Stored items
== Segment start ==

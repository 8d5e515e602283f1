use criterion::{black_box, criterion_group, criterion_main, BenchmarkId, Criterion};
use kryon_encoder::{analyze_word, dedup, spell, unfold, EncoderConfig, Entry, LibraryIndex};

const SAMPLE: &[&str] = &[
    "ГАРМОНИЯ", "СВЕТ", "МИР", "РИМ", "ДОМ", "ПУТЬ", "ДВИЖЕНИЕ", "ПРОЦЕСС", "ЗЕРКАЛО", "ОТРАЖЕНИЕ",
    "РАВНОВЕСИЕ", "СПОКОЙСТВИЕ", "ВРЕМЯ", "ПРОСТРАНСТВО", "ЗВЕЗДА", "ВОДА",
];

fn library(cfg: &EncoderConfig, copies: usize) -> Vec<Entry> {
    (0..copies)
        .flat_map(|i| {
            SAMPLE
                .iter()
                .map(move |w| Entry::new(w, &format!("сфера-{}", i % 8), "neutral", cfg))
        })
        .collect()
}

fn bench_word_ops(c: &mut Criterion) {
    let mut group = c.benchmark_group("word_ops");
    let cfg = EncoderConfig::default();

    group.bench_function("spell_6_digits", |bencher| {
        bencher.iter(|| spell(black_box(987_654)))
    });

    group.bench_function("analyze_word", |bencher| {
        bencher.iter(|| analyze_word(black_box("ГАРМОНИЯ"), &cfg))
    });

    group.bench_function("analyze_date", |bencher| {
        bencher.iter(|| analyze_word(black_box("21.06.1992"), &cfg))
    });

    group.bench_function("unfold", |bencher| {
        bencher.iter(|| unfold(black_box(4_321), &cfg))
    });

    group.finish();
}

fn bench_library_ops(c: &mut Criterion) {
    let mut group = c.benchmark_group("library_ops");
    let cfg = EncoderConfig::default();

    for copies in [4usize, 32, 128] {
        let entries = library(&cfg, copies);

        group.bench_with_input(BenchmarkId::new("dedup", entries.len()), &entries, |bencher, e| {
            bencher.iter(|| dedup(black_box(e.clone()), &cfg))
        });

        let canon = dedup(entries.clone(), &cfg);
        let index = LibraryIndex::rebuild(&canon);
        group.bench_with_input(BenchmarkId::new("rebuild_index", canon.len()), &canon, |bencher, e| {
            bencher.iter(|| LibraryIndex::rebuild(black_box(e)))
        });

        group.bench_with_input(BenchmarkId::new("near_contrast", canon.len()), &index, |bencher, idx| {
            bencher.iter(|| idx.near_contrast(black_box([2.0, 0.5, 0.5]), "МИР", 50, 50))
        });

        group.bench_with_input(BenchmarkId::new("autopick", canon.len()), &index, |bencher, idx| {
            bencher.iter(|| idx.autopick(black_box(1.8)))
        });
    }

    group.finish();
}

criterion_group!(benches, bench_word_ops, bench_library_ops);
criterion_main!(benches);
//! JSON report export.

use crate::analysis::{AnalysisMode, AnalysisResult, PhraseAnalysis, PhraseItem};
use crate::config::{CALC_VERSION, ENCODER_NAME, ENCODER_VERSION};
use crate::error::Result;
use crate::index::{Axis, LibraryIndex, Neighbor, DEFAULT_NEIGHBORHOOD_EPS};
use crate::store::atomic_write;
use chrono::{SecondsFormat, Utc};
use serde::Serialize;
use std::path::Path;

/// Round to 3 decimals on the exact binary value of `x`, ties to even.
///
/// Goes through decimal formatting instead of scaling by 1000, so a value
/// such as 0.0005 (stored slightly above the half) rounds up.
pub fn round3(x: f64) -> f64 {
    format!("{x:.3}").parse().unwrap_or(x)
}

/// Fractal interpretation shown for profile-mode results.
pub const PROFILE_FRACTAL_NOTE: &str = "без L1-развёртки";

#[derive(Clone, Debug, PartialEq, Serialize)]
pub struct Meta {
    pub encoder: &'static str,
    pub version: &'static str,
    pub calc_version: &'static str,
    /// UTC, RFC 3339.
    pub generated_at: String,
    pub lang: &'static str,
}

impl Meta {
    pub fn now() -> Self {
        Meta {
            encoder: ENCODER_NAME,
            version: ENCODER_VERSION,
            calc_version: CALC_VERSION,
            generated_at: Utc::now().to_rfc3339_opts(SecondsFormat::Secs, true),
            lang: "ru",
        }
    }
}

#[derive(Clone, Debug, PartialEq, Serialize)]
pub struct ReportMetrics {
    #[serde(rename = "L1")]
    pub l1: u32,
    #[serde(rename = "L2C")]
    pub l2c: u32,
    #[serde(rename = "W")]
    pub w: f64,
    #[serde(rename = "C")]
    pub c: f64,
    #[serde(rename = "Hm")]
    pub hm: f64,
    #[serde(rename = "Z")]
    pub z: f64,
    #[serde(rename = "Q_total")]
    pub q_total: f64,
    #[serde(rename = "FII")]
    pub fii: f64,
}

#[derive(Clone, Debug, PartialEq, Serialize)]
pub struct ResonanceBlock {
    pub code: String,
    pub en: String,
    pub ru: String,
    pub value: f64,
}

#[derive(Clone, Debug, PartialEq, Serialize)]
pub struct FractalBlock {
    pub pattern: Option<String>,
    pub inhale: usize,
    pub exhale: usize,
    /// `None` when the ratio is infinite.
    #[serde(rename = "R")]
    pub ratio: Option<f64>,
    pub interpretation: String,
}

#[derive(Clone, Debug, Default, PartialEq, Serialize)]
pub struct Related {
    #[serde(rename = "by_L1")]
    pub by_l1: Vec<String>,
    #[serde(rename = "by_L2C")]
    pub by_l2c: Vec<String>,
    pub near: Vec<Neighbor>,
    pub contrast: Vec<Neighbor>,
}

/// Caps for the related-word lists of a full report.
#[derive(Clone, Copy, Debug, PartialEq, Eq)]
pub struct RelatedLimits {
    pub by_code: usize,
    pub near: usize,
    pub contrast: usize,
}

impl Default for RelatedLimits {
    fn default() -> Self {
        RelatedLimits {
            by_code: 500,
            near: 50,
            contrast: 50,
        }
    }
}

#[derive(Clone, Debug, PartialEq, Serialize)]
pub struct Report {
    pub meta: Meta,
    pub input: String,
    pub phrase_used: String,
    pub metrics: ReportMetrics,
    pub cluster: &'static str,
    pub resonance_pair: ResonanceBlock,
    pub fractal: FractalBlock,
    #[serde(skip_serializing_if = "Option::is_none")]
    pub related: Option<Related>,
}

impl Report {
    pub fn new(res: &AnalysisResult) -> Self {
        let fractal = match &res.fractal {
            Some(f) => FractalBlock {
                pattern: Some(f.pattern.clone()),
                inhale: f.inhale,
                exhale: f.exhale,
                ratio: f.ratio.is_finite().then_some(f.ratio),
                interpretation: f.interpretation.describe().to_string(),
            },
            None => FractalBlock {
                pattern: None,
                inhale: 0,
                exhale: 0,
                ratio: Some(0.0),
                interpretation: PROFILE_FRACTAL_NOTE.to_string(),
            },
        };
        Report {
            meta: Meta::now(),
            input: res.input.clone(),
            phrase_used: res.phrase_used.clone(),
            metrics: ReportMetrics {
                l1: res.l1,
                l2c: res.l2c,
                w: round3(res.metrics.w),
                c: round3(res.metrics.c),
                hm: round3(res.metrics.hm),
                z: round3(res.metrics.z),
                q_total: round3(res.q),
                fii: round3(res.fii),
            },
            cluster: res.cluster.code(),
            resonance_pair: ResonanceBlock {
                code: res.resonance.code.clone(),
                en: res.resonance.en.clone(),
                ru: res.resonance.ru.clone(),
                value: round3(res.resonance.strength),
            },
            fractal,
            related: None,
        }
    }

    /// Report with related words from `index`. The L1 and L2C lists are
    /// looked up independently, so a word sharing both codes appears in
    /// both. Profile-mode results fall back to the W-neighborhood when a
    /// code list is empty.
    pub fn with_related(res: &AnalysisResult, index: &LibraryIndex, limits: RelatedLimits) -> Self {
        let current = &res.normalized;
        let by_l1 = index.lookup(res.l1, Axis::L1, current, limits.by_code);
        let by_l2c = index.lookup(res.l2c, Axis::L2C, current, limits.by_code);
        let m = res.metrics;
        let proximity =
            index.near_contrast([m.w, m.c, m.z], &res.normalized, limits.near, limits.contrast);

        let mut related = Related {
            by_l1,
            by_l2c,
            near: proximity.near,
            contrast: proximity.contrast,
        };
        if let AnalysisMode::Profile { autopick } = &res.mode {
            let eps = autopick
                .as_ref()
                .map(|p| p.eps)
                .unwrap_or(DEFAULT_NEIGHBORHOOD_EPS);
            let neighborhood = || index.w_neighborhood(m.w, eps, &res.normalized, limits.by_code);
            if related.by_l1.is_empty() {
                related.by_l1 = neighborhood();
            }
            if related.by_l2c.is_empty() {
                related.by_l2c = neighborhood();
            }
        }

        let mut report = Report::new(res);
        report.related = Some(related);
        report
    }

    pub fn to_json(&self) -> Result<String> {
        Ok(serde_json::to_string_pretty(self)?)
    }

    pub fn export<P: AsRef<Path>>(&self, path: P) -> Result<()> {
        atomic_write(path.as_ref(), self.to_json()?.as_bytes())
    }
}

/// Export document for a phrase analysis.
#[derive(Clone, Debug, PartialEq, Serialize)]
pub struct PhraseReport<'a> {
    pub meta: Meta,
    pub truncated: bool,
    pub words: &'a [PhraseItem],
}

impl<'a> PhraseReport<'a> {
    pub fn new(analysis: &'a PhraseAnalysis) -> Self {
        PhraseReport {
            meta: Meta::now(),
            truncated: analysis.truncated,
            words: &analysis.words,
        }
    }

    pub fn to_json(&self) -> Result<String> {
        Ok(serde_json::to_string_pretty(self)?)
    }
}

== Segment end ==

* _Work to complete_: The expected answer is a copy of each line in the records that holds the word "PhraseAnalysis".

* _Your response_:
use crate::analysis::{AnalysisMode, AnalysisResult, PhraseAnalysis, PhraseItem};
    pub fn new(analysis: &'a PhraseAnalysis) -> Self {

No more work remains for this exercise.